Ultrasonic detectors may be used to determine the level of a liquid in a tank or the magnitude of the flow of liquid within a conduit. Such detectors have transducers that emit bursts of ultrasonic energy and respond to echoes of the bursts that are reflected by various surfaces. For example, a detector that determines the level of a liquid in a tank transmits energy bursts towards the liquid surface and detects when echoes of the energy bursts are received. The detector then determines the liquid level based upon the time difference between the transmission of an energy burst and the receipt of the corresponding echo. This travel time of an energy burst is directly related to the distance from the transducer to the liquid surface.
Ultrasonic detectors typically have piezo-ceramic transducers that convert trains of electrical pulses into ultrasonic energy bursts. The transducers also convert the echoes they receive back into electrical signals. The efficiency of an ultrasonic transducer at converting the electrical pulse trains to energy bursts varies with the frequency at which the transducer is excited. It is known that such transducers optimally convert electrical signals to ultrasonic energy at their natural frequency of oscillation, which is referred to as their "ringdown" frequency. Any substantial departure from exciting a transducer with an electrical pulse train having a frequency that matches the ringdown frequency of the transducer may adversely affect the operation of the detector.

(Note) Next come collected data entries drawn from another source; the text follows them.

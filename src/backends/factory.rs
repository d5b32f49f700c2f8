// Copyright (c) 2025 Steve Wagner (ciroque@live.com)
// SPDX-License-Identifier: MIT

use std::sync::Arc;

use crate::backends::{
    BackendKind, BackendSelection, BatchBackend, DistributedBackend, EventPool, GraphFactory, InProcessSubmitter,
    JobSubmitter, LocalBackend, MixingBackend, SourceFactory,
};
use crate::config::RunConfig;
use crate::engine::OutputFinalizer;
use crate::errors::BackendError;
use crate::observability::messages::engine::BackendSelected;
use crate::observability::messages::StructuredLog;
use crate::traits::Backend;

/// What the application hands over for the backend to run: how to build the
/// graph and where events come from. Which pieces are needed depends on the
/// selected backend.
#[derive(Default)]
pub struct Collaborators {
    pub graph_factory: Option<GraphFactory>,
    pub source_factory: Option<SourceFactory>,
    pub event_pool: Option<Box<dyn EventPool>>,
    /// Without one, batch jobs run in this process.
    pub submitter: Option<Arc<dyn JobSubmitter>>,
}

impl Collaborators {
    pub fn with_graph_factory(mut self, factory: GraphFactory) -> Self {
        self.graph_factory = Some(factory);
        self
    }

    pub fn with_source_factory(mut self, factory: SourceFactory) -> Self {
        self.source_factory = Some(factory);
        self
    }

    pub fn with_event_pool(mut self, pool: Box<dyn EventPool>) -> Self {
        self.event_pool = Some(pool);
        self
    }

    pub fn with_submitter(mut self, submitter: Arc<dyn JobSubmitter>) -> Self {
        self.submitter = Some(submitter);
        self
    }
}

/// Creates the backend named by the configured selector.
///
/// | selector contains     | backend       |
/// |-----------------------|---------------|
/// | `proof`/`distributed` | distributed   |
/// | `grid`/`batch`        | batch         |
/// | `mix`                 | mixing        |
/// | `local`               | local         |
pub struct BackendFactory;

impl BackendFactory {
    pub fn from_config(
        cfg: &RunConfig,
        collaborators: Collaborators,
    ) -> Result<Box<dyn Backend>, BackendError> {
        let selection = BackendSelection::parse(&cfg.backend)?;
        let kind = selection.kind;
        let finalizer = OutputFinalizer::from_config(cfg);
        let Collaborators {
            graph_factory,
            source_factory,
            event_pool,
            submitter,
        } = collaborators;

        let graph_factory = graph_factory.ok_or(BackendError::MissingCollaborator {
            backend: kind,
            collaborator: "graph factory",
        })?;
        let missing_sources = || BackendError::MissingCollaborator {
            backend: kind,
            collaborator: "event source factory",
        };

        let workers = match kind {
            BackendKind::Local | BackendKind::Mixing => 1,
            BackendKind::Distributed | BackendKind::Batch => cfg.workers,
        };
        BackendSelected {
            selector: &cfg.backend,
            backend: kind.as_str(),
            workers,
        }
        .log();

        let backend: Box<dyn Backend> = match kind {
            BackendKind::Local => {
                let sources = source_factory.ok_or_else(missing_sources)?;
                let graph = graph_factory().map_err(BackendError::GraphFactory)?;
                Box::new(
                    LocalBackend::new(graph, sources(0, 1))
                        .with_max_events(cfg.max_events)
                        .with_finalizer(finalizer),
                )
            }
            BackendKind::Mixing => {
                let pool = event_pool.ok_or(BackendError::MissingCollaborator {
                    backend: kind,
                    collaborator: "event pool",
                })?;
                let graph = graph_factory().map_err(BackendError::GraphFactory)?;
                Box::new(
                    MixingBackend::new(graph, pool)
                        .with_max_events(cfg.max_events)
                        .with_finalizer(finalizer),
                )
            }
            BackendKind::Distributed => {
                let sources = source_factory.ok_or_else(missing_sources)?;
                Box::new(
                    DistributedBackend::new(graph_factory, sources, cfg.workers)
                        .with_max_events(cfg.max_events)
                        .with_finalizer(finalizer),
                )
            }
            BackendKind::Batch => {
                let submitter: Arc<dyn JobSubmitter> = match submitter {
                    Some(submitter) => submitter,
                    None => {
                        let sources = source_factory.ok_or_else(missing_sources)?;
                        Arc::new(
                            InProcessSubmitter::new(graph_factory.clone(), sources)
                                .with_max_events(cfg.max_events)
                                .with_finalizer(finalizer.clone()),
                        )
                    }
                };
                Box::new(
                    BatchBackend::new(submitter, graph_factory, cfg.workers)
                        .terminate_only(selection.terminate_only)
                        .with_finalizer(finalizer),
                )
            }
        };
        Ok(backend)
    }
}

A conventional ultrasonic detector typically includes a pulse generator that generates the electrical pulse trains which excite the transducer. The frequency at which the pulse generator oscillates may be manually adjusted, for example with a potentiometer. Once the frequency is manually adjusted, the pulse generator generates pulse trains whose frequency is fixed.

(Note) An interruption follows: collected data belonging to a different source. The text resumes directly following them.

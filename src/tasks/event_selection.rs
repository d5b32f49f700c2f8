// Copyright (c) 2025 Steve Wagner (ciroque@live.com)
// SPDX-License-Identifier: MIT

use std::fs;

use serde_json::Value;

use crate::graph::Payload;
use crate::traits::{Task, TaskContext};

/// Passes on events whose `field` is at least `min`.
///
/// A selected event is posted to output 0 as a one-entry collection and
/// counted as accepted. An event without a numeric `field` is counted as
/// failed and ends the event. Rejected events are simply not posted, so
/// nothing downstream of the selection runs for them.
#[derive(Debug, Clone)]
pub struct EventSelection {
    field: String,
    min: f64,
    log_file: Option<String>,
    selected: u64,
    seen: u64,
}

impl EventSelection {
    pub fn new(field: impl Into<String>, min: f64) -> Self {
        Self {
            field: field.into(),
            min,
            log_file: None,
            selected: 0,
            seen: 0,
        }
    }

    /// Write a one-line summary to `name` in the output directory at the end
    /// of the worker's stream, and carry it along with the outputs.
    pub fn with_log(mut self, name: impl Into<String>) -> Self {
        self.log_file = Some(name.into());
        self
    }
}

impl Task for EventSelection {
    fn create_outputs(&mut self, ctx: &mut TaskContext<'_>) -> anyhow::Result<()> {
        if let Some(name) = &self.log_file {
            ctx.register_extra_files(name);
        }
        Ok(())
    }

    fn exec(&mut self, ctx: &mut TaskContext<'_>) -> anyhow::Result<()> {
        self.seen += 1;
        let event = match ctx.input(0)? {
            Payload::Object(event) => event.clone(),
            other => anyhow::bail!("selection expects single events, got {:?}", other.kind()),
        };

        let Some(value) = event.get(&self.field).and_then(Value::as_f64) else {
            ctx.counters().fail();
            ctx.request_break();
            return Ok(());
        };
        if value >= self.min {
            self.selected += 1;
            ctx.counters().accept();
            ctx.post(0, Payload::Collection(vec![event]))?;
        }
        Ok(())
    }

    fn finish(&mut self, ctx: &mut TaskContext<'_>) -> anyhow::Result<()> {
        let Some(name) = &self.log_file else {
            return Ok(());
        };
        fs::create_dir_all(ctx.output_dir())?;
        let line = format!(
            "{}: {} of {} events with {} >= {}\n",
            ctx.task_name(),
            self.selected,
            self.seen,
            self.field,
            self.min
        );
        fs::write(ctx.output_dir().join(name), line)?;
        Ok(())
    }
}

After manufacture of an ultrasonic detector, the frequency of the pulse generator is manually adjusted by an operator so that it substantially matches the ringdown frequency of the transducer. This frequency adjustment is necessary since the ringdown frequency of one transducer may vary by about 5-10% from the ringdown frequency of another transducer.
This manual adjustment of the transducer excitation frequency has a number of disadvantages. One disadvantage is the time required to perform the frequency adjustment. Another disadvantage is that the ringdown frequency may drift with temperature and the age of the transducer. Thus, although the transducer excitation frequency is initially set correctly, it will not be set correctly when the temperature changes significantly and when the transducer ages. A third disadvantage is that the detector must be retuned when the transducer is replaced with a new transducer.
Another problem with ultrasonic detectors in general is the lack of capability of distinguishing true echo signals from spurious echo signals. A "true" echo signal is one generated by the transducer in response to receiving an echo from a surface, the position of which is to be determined. For example, if the detector is determining the liquid level within a tank, all echo signals generated by the transducer in response to the reflection of energy bursts from the liquid surface would be "true" echo signals. A "spurious" echo signal is not generated by the reflection of ultrasonic energy. Instead, it is an electrical signal induced in the detector as a result of electrical interference, or noise, that might be generated, for example, by the startup of a pump adjacent the tank. The erroneous detection of spurious echo signals may adversely affect the ability of the detector to accurately locate the liquid surface.